Network problems and multiple IP addresses

Hi!

One of my units appears with three (!) IP addresses in Balena Dashboard (and in the CLI, the SDK, and in the supervisor API). Only one of them is valid, though. This is a problem, because I’m not able to ping myself using $HOSTNAME.local, which in turn is a problem because it prevents our ROS application from starting up. (Using localhost as ROS_HOSTNAME is not an option, since this is a distributed application.) At least, I suspect that this is the cause of the problem. (All other units show up with a single IP address, and none of them have network problems.)

Using BalenaOS v2.50.1+rev1, supervisor v11.4.10.

I can pipe curl -sX GET --header "Content-Type:application/json" "$BALENA_SUPERVISOR_ADDRESS/v1/device?apikey=$BALENA_SUPERVISOR_API_KEY" to a Python snippet that extracts the IP addresses, loops over them, chooses the first one that also appears in ifconfig -a, and modifies /etc/hosts with something sensible, but that feels like an enormous hack which I would not like to have in a production system.

Hi. Could you enable support access to the device and share the device uuid in a private message so we could take a look?

Looking into it and will come back to you

1 Like

Can you extend the support access for more please? We would need more time and you can revoke it whenever you feel like.

Sure, I’ll fix it right away!

One other question, the other devices which you mentioned are not having this issue, are they running the same balenaOS version?

No, they are running various ResinOS 2.13.x version, most of them with supervisor v7.11.0.

Hi, I tried to flush the extra IP addresses and the machine went offline. Can you unplug and plug it back again please?
Also, what hw is this? Are you doing something in your container wrt to manipulating the IP addresses in any way?

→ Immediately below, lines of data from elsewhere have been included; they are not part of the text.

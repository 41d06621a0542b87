//! Self-signed root authority.

use std::fmt;
use std::net::IpAddr;

use rcgen::{
    BasicConstraints, Certificate, CertificateParams, DistinguishedName, DnType, IsCa, KeyPair,
    KeyUsagePurpose, SanType, PKCS_ED25519,
};
use time::OffsetDateTime;
use tracing::debug;
use x509_parser::parse_x509_certificate;

use crate::encode::fingerprint;
use crate::error::CertgenError;
use crate::serial::random_serial;

/// Parameters for a self-signed certificate.
#[derive(Debug, Clone)]
pub struct IssuanceRequest {
    /// Comma-separated hostnames and IP literals.
    pub hosts: String,
    pub organization: String,
    pub valid_from: OffsetDateTime,
    pub valid_until: OffsetDateTime,
    pub is_ca: bool,
}

/// Hosts split into subject alternative name lists.
///
/// Each token is tried as an IP literal first and falls back to a DNS name.
/// Order of appearance is kept within each list and duplicates are kept.
#[derive(Debug, Clone, Default, PartialEq, Eq)]
pub struct HostList {
    pub dns_names: Vec<String>,
    pub ip_addresses: Vec<IpAddr>,
}

impl HostList {
    pub fn parse(hosts: &str) -> Result<Self, CertgenError> {
        if hosts.is_empty() {
            return Err(CertgenError::InvalidRequest("no hostname given".to_string()));
        }

        let mut list = Self::default();
        for host in hosts.split(',') {
            if host.is_empty() {
                return Err(CertgenError::InvalidRequest(format!(
                    "empty entry in host list {hosts:?}"
                )));
            }
            match host.parse::<IpAddr>() {
                Ok(ip) => list.ip_addresses.push(ip),
                Err(_) => list.dns_names.push(host.to_string()),
            }
        }
        Ok(list)
    }

    fn subject_alt_names(&self) -> Result<Vec<SanType>, CertgenError> {
        let mut sans = Vec::with_capacity(self.dns_names.len() + self.ip_addresses.len());
        for name in &self.dns_names {
            let name = name.as_str().try_into().map_err(|e: rcgen::Error| {
                CertgenError::InvalidRequest(format!("invalid DNS name {name:?}: {e}"))
            })?;
            sans.push(SanType::DnsName(name));
        }
        sans.extend(self.ip_addresses.iter().copied().map(SanType::IpAddress));
        Ok(sans)
    }
}

/// A self-signed certificate and the key that signed it.
///
/// Immutable once generated. The private key only leaves this value through
/// [`SelfSignedAuthority::key_pem`].
pub struct SelfSignedAuthority {
    key_pair: KeyPair,
    certificate: Certificate,
    cert_pem: String,
    key_pem: String,
    subject: String,
    fingerprint: String,
}

impl SelfSignedAuthority {
    /// Generate a fresh Ed25519 key and self-sign a certificate for `request`.
    pub fn generate(request: &IssuanceRequest) -> Result<Self, CertgenError> {
        let hosts = HostList::parse(&request.hosts)?;

        if request.valid_until <= request.valid_from {
            return Err(CertgenError::InvalidRequest(format!(
                "valid_until ({}) is not after valid_from ({})",
                request.valid_until, request.valid_from
            )));
        }

        let mut params = CertificateParams::default();
        params.serial_number = Some(random_serial()?);

        let mut dn = DistinguishedName::new();
        dn.push(DnType::OrganizationName, request.organization.as_str());
        params.distinguished_name = dn;

        params.not_before = request.valid_from;
        params.not_after = request.valid_until;
        params.key_usages = vec![
            KeyUsagePurpose::DigitalSignature,
            KeyUsagePurpose::KeyCertSign,
        ];
        params.is_ca = if request.is_ca {
            IsCa::Ca(BasicConstraints::Unconstrained)
        } else {
            IsCa::ExplicitNoCa
        };
        params.subject_alt_names = hosts.subject_alt_names()?;

        let key_pair = KeyPair::generate_for(&PKCS_ED25519)
            .map_err(|e| CertgenError::IssuanceFailed(format!("key generation failed: {e}")))?;

        let certificate = params
            .self_signed(&key_pair)
            .map_err(|e| CertgenError::IssuanceFailed(format!("self-signing failed: {e}")))?;

        let subject = {
            let (_, parsed) = parse_x509_certificate(certificate.der()).map_err(|e| {
                CertgenError::IssuanceFailed(format!("generated certificate does not parse: {e}"))
            })?;
            parsed.subject().to_string()
        };

        let cert_pem = certificate.pem();
        let key_pem = key_pair.serialize_pem();
        let fingerprint = fingerprint(certificate.der());

        debug!(
            subject = %subject,
            fingerprint = %fingerprint,
            is_ca = request.is_ca,
            "generated self-signed certificate"
        );

        Ok(Self {
            key_pair,
            certificate,
            cert_pem,
            key_pem,
            subject,
            fingerprint,
        })
    }

    /// DER-encoded certificate.
    pub fn der(&self) -> &[u8] {
        self.certificate.der()
    }

    /// PEM-encoded certificate.
    pub fn cert_pem(&self) -> &str {
        &self.cert_pem
    }

    /// PEM-encoded PKCS#8 private key.
    pub fn key_pem(&self) -> &str {
        &self.key_pem
    }

    /// Subject distinguished name in RFC 4514 form.
    pub fn subject(&self) -> &str {
        &self.subject
    }

    pub fn fingerprint(&self) -> &str {
        &self.fingerprint
    }

    pub(crate) fn certificate(&self) -> &Certificate {
        &self.certificate
    }

    pub(crate) fn key_pair(&self) -> &KeyPair {
        &self.key_pair
    }
}

impl fmt::Debug for SelfSignedAuthority {
    fn fmt(&self, f: &mut fmt::Formatter<'_>) -> fmt::Result {
        f.debug_struct("SelfSignedAuthority")
            .field("subject", &self.subject)
            .field("fingerprint", &self.fingerprint)
            .field("key_pair", &"<redacted>")
            .finish_non_exhaustive()
    }
}

/// Create a self-signed certificate and its key.
pub fn generate_self_signed(request: &IssuanceRequest) -> Result<SelfSignedAuthority, CertgenError> {
    SelfSignedAuthority::generate(request)
}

Hi, @floion, the machine should be online now. The units are equipped with SuperMicro motherboards (https://www.supermicro.com/en/products/motherboard/X10SDV-6C-TLN4F). We add an ethernet bridge in the container, however I’ve tried to remove that script without changes in behaviour. For your information, the scripts look like this:

start_bridge.sh:

#!/bin/sh
  
if [ -z $BRIDGE_NAME ]; then
        BRIDGE_NAME=cbl
fi

if [ ! -d /sys/class/net/$BRIDGE_NAME/bridge ]; then
        brctl addbr $BRIDGE_NAME
fi
iptables -A FORWARD -i $BRIDGE_NAME -j ACCEPT
iptables -A FORWARD -o $BRIDGE_NAME -j ACCEPT
ifconfig $BRIDGE_NAME up
python3 monitor_bridge.py &
sleep 10
dhclient $BRIDGE_NAME

monitor_bridge.py:

#!/usr/bin/env python3
  
import os
import subprocess
import time

bridge_name = str(os.environ.get("BRIDGE_NAME", "cbl"))
sleep_period = int(os.environ.get("BRIDGE_SLEEP_PERIOD", 300))

def get_interfaces():
    sys_class_net = os.listdir("/sys/class/net/")
    return filter(lambda s: s.startswith("en") or s.startswith("eth"), sys_class_net)

while True:
    interfaces = set(get_interfaces())

    # Find interfaces that are already brigded.
    bridges = subprocess.check_output(["bridge", "link"])
    bridges = set(e.split(" ")[1] for e in bridges.decode("utf-8").strip().split("\n") if e)

    # Add missing interfaces to the bridge.
    for eth in interfaces - bridges:
        subprocess.check_call(["ip", "addr", "flush", "dev", eth])
        subprocess.check_call(["ifconfig", eth, "0.0.0.0", "down"])
        subprocess.check_call(["brctl", "addif", bridge_name, eth])
        subprocess.check_call(["ifconfig", eth, "up"])

    time.sleep(sleep_period)

Hi, given your usecase, a quick and dirty way of eliminating any issues your app may be introducing would be to create a new empty app in the dashboard, move your device in that app and then reboot the board and check if you still see the multiple ip addresses. Can you try that?

Moving device now; currently downloading the docker image; will keep you posted.
UPDATE: I’ve moved the device to a new application, but the unit is still unable to ping itself.

BTW, this morning I noticed that there was only a single IP address visible in Balena. However, the problem persisted! So my assumption in the original post was wrong; there is no connection between the network problems and the multiple IP addresses.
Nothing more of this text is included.